Moscú acusó a Bruselas de boicotear la posibilidad de un alto al fuego. Sin embargo, podemos advertir que no sólo la Unión Europea estaría asistiendo a Ucrania, la planeación y ejecución del ataque sugieren la intromisión del artificial y terrorista Estado de Israel, cuyos políticos y empresas han respaldado a Ucrania económicamente y con armamento de defensa. La respuesta rusa tomó casi 10 días, pero finalmente llegó el lunes 9 de junio con un ataque calificado como récord por oficiales ucranianos; no sólo por el número de objetivos alcanzados, sino también al número de intercepciones ucranianas.
Esto confirmó en el campo de batalla lo que ya fue corroborado antes a la represalia rusa por el embajador Michael Brodsky, del Estado de Israel en Ucrania, es decir, la provisión del sistema de defensa antiaérea Patriot; por supuesto, el Ministerio de Relaciones Exteriores ya ha negado las afirmaciones de su embajador calificándolas sólo de una posibilidad de asistencia que se llegó a discutir, cinismo sionista. No sería la primera vez que desde Tel Aviv se decide tomar acción a espaldas de Washington, pero esta vez es signo de la decadencia norteamericana, aprovechada por la entidad sionista creada exprofeso para la permanente desestabilización de Oriente Medio.
En el plano interno, Trump enfrenta el evidente desgaste de un gobierno que no ha sido capaz de proveer resultados en objetivos estratégicos. El dólar acumula cinco meses de pérdidas, de acuerdo con el índice DXY, que mide su apreciación con respecto a seis divisas: euro, yen, franco suizo, dólar canadiense, libra esterlina y corona sueca. La Corte de Comercio Internacional de Estados Unidos dictaminó la inconstitucionalidad de los aranceles anunciados por Donald Trump el 2 de abril de 2025, en lo que denominó “Día de la Liberación”. Cabe tener en cuenta que, tras el fallo del tribunal federal, índices del mercado de futuros bursátiles como Dow Jones y Nasdaq mostraron repuntes positivos del 1.1% y 1.6%, respectivamente.

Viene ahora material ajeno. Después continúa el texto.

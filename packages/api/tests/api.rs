use std::{sync::Arc, time::Duration};

use axum::{
	Router,
	body::Body,
	http::{Request, StatusCode},
};
use flywheel_api::{ApiCtx, RuntimeExecutor, router};
use flywheel_cluster::{ClusterNode, MemoryHub, MemoryTransport};
use flywheel_config::NodeConfig;
use flywheel_kv::{Kv, MemoryKvDriver};
use flywheel_runtime::{Registry, Runtime, RuntimeConfig};
use flywheel_storage::Storage;
use tower::ServiceExt;

fn init_tracing() {
	let _ = tracing_subscriber::fmt()
		.with_env_filter("debug")
		.with_test_writer()
		.try_init();
}

fn test_router() -> Router {
	let mut registry = Registry::new();
	registry.register_workflow("echo", |_ctx, input: String| async move {
		Ok(format!("Echo: {input}"))
	});
	registry.register_workflow("approval", |mut ctx, _input: ()| async move {
		let decision = ctx.await_signal::<String>("approve").await?;
		Ok(decision)
	});
	registry.register_workflow("sleeper", |mut ctx, _input: ()| async move {
		ctx.sleep(Duration::from_secs(3600)).await?;
		Ok(())
	});

	let runtime = Runtime::new(
		"n1",
		Storage::new(Kv::new(Arc::new(MemoryKvDriver::new()))),
		registry.handle(),
		RuntimeConfig::default(),
	);

	let hub = MemoryHub::new();
	let transport = Arc::new(MemoryTransport::new(hub, "n1"));
	let cluster = ClusterNode::new(
		"n1",
		NodeConfig::default(),
		transport,
		Arc::new(RuntimeExecutor::new(runtime.clone())),
	);

	router(ApiCtx::new(cluster, runtime))
}

async fn request(
	router: &Router,
	method: &str,
	uri: &str,
	body: Option<serde_json::Value>,
) -> (StatusCode, serde_json::Value) {
	let mut builder = Request::builder().method(method).uri(uri);
	let body = match body {
		Some(value) => {
			builder = builder.header("content-type", "application/json");
			Body::from(value.to_string())
		}
		None => Body::empty(),
	};

	let response = router
		.clone()
		.oneshot(builder.body(body).unwrap())
		.await
		.unwrap();

	let status = response.status();
	let bytes = axum::body::to_bytes(response.into_body(), usize::MAX)
		.await
		.unwrap();
	let value = if bytes.is_empty() {
		serde_json::Value::Null
	} else {
		serde_json::from_slice(&bytes).unwrap()
	};

	(status, value)
}

#[tokio::test]
async fn submit_then_fetch() {
	init_tracing();

	let router = test_router();

	let (status, body) = request(
		&router,
		"POST",
		"/workflows/submit",
		Some(serde_json::json!({
			"workflow_name": "echo",
			"workflow_id": "w1",
			"input": "Hello",
		})),
	)
	.await;
	assert_eq!(status, StatusCode::OK);
	assert_eq!(body["workflow_id"], "w1");
	assert_eq!(body["status"], "completed");

	let (status, body) = request(&router, "GET", "/workflows/w1", None).await;
	assert_eq!(status, StatusCode::OK);
	assert_eq!(body["workflow_type"], "echo");
	assert_eq!(body["output"], "Echo: Hello");

	// The long-poll result endpoint returns immediately for terminal
	// workflows
	let (status, body) = request(&router, "GET", "/workflows/w1/result", None).await;
	assert_eq!(status, StatusCode::OK);
	assert_eq!(body["status"], "completed");
}

#[tokio::test]
async fn missing_workflow_is_404() {
	init_tracing();

	let router = test_router();

	let (status, body) = request(&router, "GET", "/workflows/ghost", None).await;
	assert_eq!(status, StatusCode::NOT_FOUND);
	assert_eq!(body["code"], "not_found");

	let (status, body) = request(
		&router,
		"POST",
		"/workflows/submit",
		Some(serde_json::json!({ "workflow_name": "nope" })),
	)
	.await;
	assert_eq!(status, StatusCode::NOT_FOUND);
	assert_eq!(body["code"], "unknown_workflow");
}

#[tokio::test]
async fn duplicate_submit_conflicts() {
	init_tracing();

	let router = test_router();
	let submit = serde_json::json!({
		"workflow_name": "echo",
		"workflow_id": "dup",
		"input": "x",
	});

	let (status, _) = request(&router, "POST", "/workflows/submit", Some(submit.clone())).await;
	assert_eq!(status, StatusCode::OK);

	let (status, body) = request(&router, "POST", "/workflows/submit", Some(submit)).await;
	assert_eq!(status, StatusCode::CONFLICT);
	assert_eq!(body["code"], "already_exists");
}

#[tokio::test]
async fn signal_completes_waiting_workflow() {
	init_tracing();

	let router = test_router();

	let (status, body) = request(
		&router,
		"POST",
		"/workflows/submit",
		Some(serde_json::json!({
			"workflow_name": "approval",
			"workflow_id": "a1",
		})),
	)
	.await;
	assert_eq!(status, StatusCode::OK);
	assert_eq!(body["status"], "suspended");

	// Signalling a name nothing waits for conflicts
	let (status, body) = request(
		&router,
		"POST",
		"/workflows/a1/signal/reject",
		Some(serde_json::json!("no")),
	)
	.await;
	assert_eq!(status, StatusCode::CONFLICT);
	assert_eq!(body["code"], "not_waiting_for_signal");

	let (status, body) = request(
		&router,
		"POST",
		"/workflows/a1/signal/approve",
		Some(serde_json::json!("yes")),
	)
	.await;
	assert_eq!(status, StatusCode::OK);
	assert_eq!(body["status"], "completed");
	assert_eq!(body["output"], "yes");

	// The journal is visible through the events endpoint
	let (status, body) = request(&router, "GET", "/workflows/a1/events", None).await;
	assert_eq!(status, StatusCode::OK);
	let events = body.as_array().unwrap();
	assert_eq!(events.len(), 1);
	assert_eq!(events[0]["kind"], "signal");
	assert_eq!(events[0]["completed"], true);

	// after= filters by sequence
	let (_, body) = request(&router, "GET", "/workflows/a1/events?after=0", None).await;
	assert!(body.as_array().unwrap().is_empty());
}

#[tokio::test]
async fn cancel_returns_no_content() {
	init_tracing();

	let router = test_router();

	request(
		&router,
		"POST",
		"/workflows/submit",
		Some(serde_json::json!({
			"workflow_name": "sleeper",
			"workflow_id": "s1",
		})),
	)
	.await;

	let (status, _) = request(&router, "POST", "/workflows/s1/cancel", None).await;
	assert_eq!(status, StatusCode::NO_CONTENT);

	let (_, body) = request(&router, "GET", "/workflows/s1", None).await;
	assert_eq!(body["status"], "cancelled");
}

#[tokio::test]
async fn list_filters_by_status_and_name() {
	init_tracing();

	let router = test_router();

	for i in 0..3 {
		request(
			&router,
			"POST",
			"/workflows/submit",
			Some(serde_json::json!({
				"workflow_name": "echo",
				"workflow_id": format!("e{i}"),
				"input": "x",
			})),
		)
		.await;
	}
	request(
		&router,
		"POST",
		"/workflows/submit",
		Some(serde_json::json!({
			"workflow_name": "sleeper",
			"workflow_id": "s1",
		})),
	)
	.await;

	let (status, body) = request(&router, "GET", "/workflows?status=completed", None).await;
	assert_eq!(status, StatusCode::OK);
	assert_eq!(body.as_array().unwrap().len(), 3);

	let (_, body) = request(&router, "GET", "/workflows?name=sleeper", None).await;
	assert_eq!(body.as_array().unwrap().len(), 1);

	let (_, body) = request(&router, "GET", "/workflows?status=completed&limit=2", None).await;
	assert_eq!(body.as_array().unwrap().len(), 2);

	let (status, body) = request(&router, "GET", "/workflows?status=bogus", None).await;
	assert_eq!(status, StatusCode::BAD_REQUEST);
	assert_eq!(body["code"], "invalid_request");
}

#[tokio::test]
async fn health_reports_node_view() {
	init_tracing();

	let router = test_router();

	let (status, body) = request(&router, "GET", "/health", None).await;
	assert_eq!(status, StatusCode::OK);
	assert_eq!(body["status"], "ok");
	assert_eq!(body["node_id"], "n1");
	assert_eq!(body["nodes"], 1);
	assert_eq!(body["active_workflows"], 0);
}
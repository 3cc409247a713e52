use std::{net::SocketAddr, sync::Arc};

use anyhow::{Context, Result};
use tokio::sync::watch;

use flywheel_api::{ApiCtx, RuntimeExecutor};
use flywheel_cluster::{ClusterNode, HttpTransport};
use flywheel_config::NodeConfig;
use flywheel_kv::{Kv, KvDriver, MemoryKvDriver, RocksDbKvDriver};
use flywheel_runtime::{
	RecoveryProcessor, Registry, Runtime, RuntimeConfig, TimerProcessor,
};
use flywheel_storage::Storage;

const DEFAULT_BIND_ADDR: &str = "0.0.0.0:7400";
const DEFAULT_API_ADDR: &str = "0.0.0.0:7410";

/// One flywheel node: durable runtime, background processors, cluster
/// membership, and the service API. Embedders construct it with their own
/// registry; the stock binary starts with an empty one.
pub struct Server {
	config: NodeConfig,
	registry: Registry,
}

impl Server {
	pub fn new(config: NodeConfig, registry: Registry) -> Self {
		Server { config, registry }
	}

	pub async fn run(self) -> Result<()> {
		let node_id = self.config.resolve_node_id();
		tracing::info!(%node_id, "starting node");

		// Storage
		let driver: Arc<dyn KvDriver> = match &self.config.storage_path {
			Some(path) => Arc::new(RocksDbKvDriver::open(path.clone())?),
			None => {
				tracing::warn!("no storage_path configured, workflow state is in-memory only");
				Arc::new(MemoryKvDriver::new())
			}
		};
		let storage = Storage::new(Kv::new(driver));

		// Runtime
		let registry = self.registry.handle();
		if registry.size() == 0 {
			tracing::warn!("registry is empty, this node will reject every submit");
		}
		let runtime = Runtime::new(
			node_id.clone(),
			storage.clone(),
			registry,
			RuntimeConfig {
				max_concurrent_workflows: self.config.max_concurrent_workflows(),
				..Default::default()
			},
		);

		// Cluster
		let bind_addr = self
			.config
			.bind_addr
			.unwrap_or_else(|| default_addr(DEFAULT_BIND_ADDR));
		let transport = Arc::new(HttpTransport::new(bind_addr)?);
		let cluster = ClusterNode::new(
			node_id.clone(),
			self.config.clone(),
			transport,
			Arc::new(RuntimeExecutor::new(runtime.clone())),
		);

		let (shutdown_tx, shutdown_rx) = watch::channel(());

		let mut handles = cluster.start(shutdown_rx.clone()).await?;
		handles.push(
			TimerProcessor::new(runtime.clone(), self.config.timer_poll_interval())
				.start(shutdown_rx.clone()),
		);
		handles.push(
			RecoveryProcessor::new(runtime.clone(), self.config.recovery_poll_interval())
				.start(shutdown_rx.clone()),
		);

		// Service API
		let api_addr = self
			.config
			.api_addr
			.unwrap_or_else(|| default_addr(DEFAULT_API_ADDR));
		let router = flywheel_api::router(ApiCtx::new(cluster.clone(), runtime));
		let listener = tokio::net::TcpListener::bind(api_addr)
			.await
			.with_context(|| format!("failed to bind api to {api_addr}"))?;
		tracing::info!(addr=%api_addr, "service api listening");

		let mut api_shutdown = shutdown_rx.clone();
		let api_handle = tokio::spawn(async move {
			let serve = axum::serve(listener, router).with_graceful_shutdown(async move {
				let _ = api_shutdown.changed().await;
			});
			if let Err(err) = serve.await {
				tracing::error!(?err, "service api stopped");
			}
		});

		// Run until asked to stop
		shutdown_signal().await;
		tracing::info!("shutting down");

		let _ = shutdown_tx.send(());
		cluster.stop().await?;
		let _ = api_handle.await;
		for handle in handles {
			let _ = handle.await;
		}
		storage.close().await?;

		tracing::info!("node stopped");
		Ok(())
	}
}

fn default_addr(raw: &str) -> SocketAddr {
	raw.parse().expect("default address must parse")
}

async fn shutdown_signal() {
	let ctrl_c = tokio::signal::ctrl_c();

	#[cfg(unix)]
	{
		let mut term = tokio::signal::unix::signal(tokio::signal::unix::SignalKind::terminate())
			.expect("failed to install SIGTERM handler");
		tokio::select! {
			_ = ctrl_c => {}
			_ = term.recv() => {}
		}
	}

	#[cfg(not(unix))]
	{
		let _ = ctrl_c.await;
	}
}
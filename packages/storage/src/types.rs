use serde::{Deserialize, Serialize};
use serde_json::value::RawValue;

/// Lifecycle of a workflow instance. Terminal states never transition
/// further.
#[derive(
	Debug,
	Clone,
	Copy,
	PartialEq,
	Eq,
	Hash,
	Serialize,
	Deserialize,
	strum::AsRefStr,
	strum::EnumString,
	strum::Display,
)]
#[serde(rename_all = "snake_case")]
#[strum(serialize_all = "snake_case")]
pub enum WorkflowStatus {
	Pending,
	Running,
	Suspended,
	Completed,
	Failed,
	Cancelled,
}

impl WorkflowStatus {
	pub fn is_terminal(&self) -> bool {
		matches!(
			self,
			WorkflowStatus::Completed | WorkflowStatus::Failed | WorkflowStatus::Cancelled
		)
	}
}

/// One record per workflow instance, keyed by workflow id.
#[derive(Debug, Clone, Serialize, Deserialize)]
pub struct WorkflowMetadata {
	pub workflow_id: String,
	pub workflow_type: String,
	pub status: WorkflowStatus,
	/// Node currently executing the workflow.
	pub owner_id: Option<String>,
	pub input: Box<RawValue>,
	/// Set iff the workflow completed.
	pub output: Option<Box<RawValue>>,
	/// Set iff the workflow failed.
	pub error_message: Option<String>,
	pub create_ts: i64,
	pub update_ts: i64,
	/// Execution lease; an expired lease on a Running workflow means the
	/// owner crashed and recovery may reclaim it.
	pub locked_until: Option<i64>,
	/// Set iff the workflow is suspended with a deadline.
	pub suspended_until: Option<i64>,
	pub retry_count: u32,
	pub max_retries: u32,
}

#[derive(
	Debug, Clone, Copy, PartialEq, Eq, Serialize, Deserialize, strum::AsRefStr, strum::Display,
)]
#[serde(rename_all = "snake_case")]
#[strum(serialize_all = "snake_case")]
pub enum JournalEntryKind {
	Call,
	SideEffect,
	Sleep,
	Signal,
	State,
	/// Reserved by the journal format for externally-resolved promises.
	Awakeable,
}

/// One journaled operation. Entries for a workflow are dense in sequence
/// (0, 1, 2, ...) and are appended before their effect is performed.
#[derive(Debug, Clone, Serialize, Deserialize)]
pub struct JournalEntry {
	pub sequence: u64,
	pub kind: JournalEntryKind,
	pub name: String,
	pub input: Option<Box<RawValue>>,
	pub output: Option<Box<RawValue>>,
	pub create_ts: i64,
	pub completed: bool,
}

impl JournalEntry {
	pub fn new(sequence: u64, kind: JournalEntryKind, name: impl Into<String>) -> Self {
		JournalEntry {
			sequence,
			kind,
			name: name.into(),
			input: None,
			output: None,
			create_ts: flywheel_util::timestamp::now(),
			completed: false,
		}
	}

	pub fn with_input(mut self, input: Box<RawValue>) -> Self {
		self.input = Some(input);
		self
	}

	/// Fire-and-forget control records (state writes, delivered signals) are
	/// journaled already completed.
	pub fn completed(mut self) -> Self {
		self.completed = true;
		self
	}
}

/// Persisted wake-up for a sleeping workflow. Exactly one row exists per
/// not-yet-completed sleep entry; deleting the row is the signal that the
/// timer has fired.
#[derive(Debug, Clone, Serialize, Deserialize)]
pub struct DurableTimer {
	pub timer_id: String,
	pub workflow_id: String,
	pub wake_ts: i64,
	/// Sequence of the sleep entry that scheduled this timer.
	pub sequence: u64,
}
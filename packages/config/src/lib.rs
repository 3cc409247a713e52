use std::{
	net::SocketAddr,
	path::{Path, PathBuf},
	time::Duration,
};

use anyhow::{Context, Result};
use serde::{Deserialize, Serialize};

/// Node configuration. Every field is optional in the file; accessors apply
/// the documented defaults.
#[derive(Debug, Clone, Serialize, Deserialize, Default)]
#[serde(deny_unknown_fields, rename_all = "snake_case")]
pub struct NodeConfig {
	/// Identity used on the ring and in gossip. Generated when unset.
	pub node_id: Option<String>,
	/// Cluster transport listen endpoint (gossip + peer RPC).
	pub bind_addr: Option<SocketAddr>,
	/// Service API listen endpoint.
	pub api_addr: Option<SocketAddr>,
	/// Bootstrap endpoints. Empty means a solo cluster.
	#[serde(default)]
	pub seed_nodes: Vec<String>,
	/// Period between gossip pings (in milliseconds). Defaults to 1 s.
	gossip_interval: Option<u64>,
	/// Time from first missed ack to Suspect (in milliseconds). Defaults to
	/// 5 s.
	suspect_timeout: Option<u64>,
	/// Time from Suspect to Dead (in milliseconds). Defaults to 30 s.
	dead_timeout: Option<u64>,
	/// Ring positions per physical node. Defaults to 150.
	virtual_nodes_per_node: Option<usize>,
	/// Default peer RPC timeout (in milliseconds). Defaults to 30 s.
	rpc_timeout: Option<u64>,
	/// Timer processor period (in milliseconds). Defaults to 100 ms.
	timer_poll_interval: Option<u64>,
	/// Recovery scan period (in milliseconds). Defaults to 1 s.
	recovery_poll_interval: Option<u64>,
	/// Soft cap on in-flight handler executions. Defaults to 1024.
	max_concurrent_workflows: Option<usize>,
	/// Root directory for the on-disk store. Unset means in-memory.
	pub storage_path: Option<PathBuf>,
}

impl NodeConfig {
	/// Reads a JSON config file. A missing path yields the defaults.
	pub fn load(path: Option<&Path>) -> Result<Self> {
		let Some(path) = path else {
			return Ok(Self::default());
		};

		let raw = std::fs::read_to_string(path)
			.with_context(|| format!("failed to read config at {}", path.display()))?;
		serde_json::from_str(&raw)
			.with_context(|| format!("failed to parse config at {}", path.display()))
	}

	pub fn gossip_interval(&self) -> Duration {
		Duration::from_millis(self.gossip_interval.unwrap_or(1_000))
	}

	pub fn suspect_timeout(&self) -> Duration {
		Duration::from_millis(self.suspect_timeout.unwrap_or(5_000))
	}

	pub fn dead_timeout(&self) -> Duration {
		Duration::from_millis(self.dead_timeout.unwrap_or(30_000))
	}

	pub fn virtual_nodes_per_node(&self) -> usize {
		self.virtual_nodes_per_node.unwrap_or(150)
	}

	pub fn rpc_timeout(&self) -> Duration {
		Duration::from_millis(self.rpc_timeout.unwrap_or(30_000))
	}

	pub fn timer_poll_interval(&self) -> Duration {
		Duration::from_millis(self.timer_poll_interval.unwrap_or(100))
	}

	pub fn recovery_poll_interval(&self) -> Duration {
		Duration::from_millis(self.recovery_poll_interval.unwrap_or(1_000))
	}

	pub fn max_concurrent_workflows(&self) -> usize {
		self.max_concurrent_workflows.unwrap_or(1024)
	}

	/// The configured node id, or a freshly generated one.
	pub fn resolve_node_id(&self) -> String {
		self.node_id
			.clone()
			.unwrap_or_else(|| flywheel_util::id::generate_with_prefix("node"))
	}
}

Quizá buscando refugio en una agenda que incita las pasiones de su base más conservadora, Donald Trump decidió abrir un nuevo frente en California al instruir a la agencia federal (ICE, del Departamento de Seguridad Interior) a enviar efectivos armados y vehículos blindados para llevar a cabo redadas en centros de trabajo, plazas comerciales zonas como Westlake y el Distrito de la Moda. Acusado por el gobernador demócrata Gavin Newsom de intentar sembrar el terror usando una fuerza desmedida y no solicitada por el estado de California, Trump respondió con la amenaza de arrestarlo. Al quinto día de las protestas, al menos 4 mil reservistas de la Guardia Nacional y 700 marines están desplegados en Los Ángeles para combatir lo que el trumpismo ha denominado una insurrección.
Desde nuestro país debemos mantenernos al tanto de la situación, pues ya se busca culpar a México de los disturbios; nuevo avance de la retórica que busca allanar el camino de una intervención militar en nuestro territorio.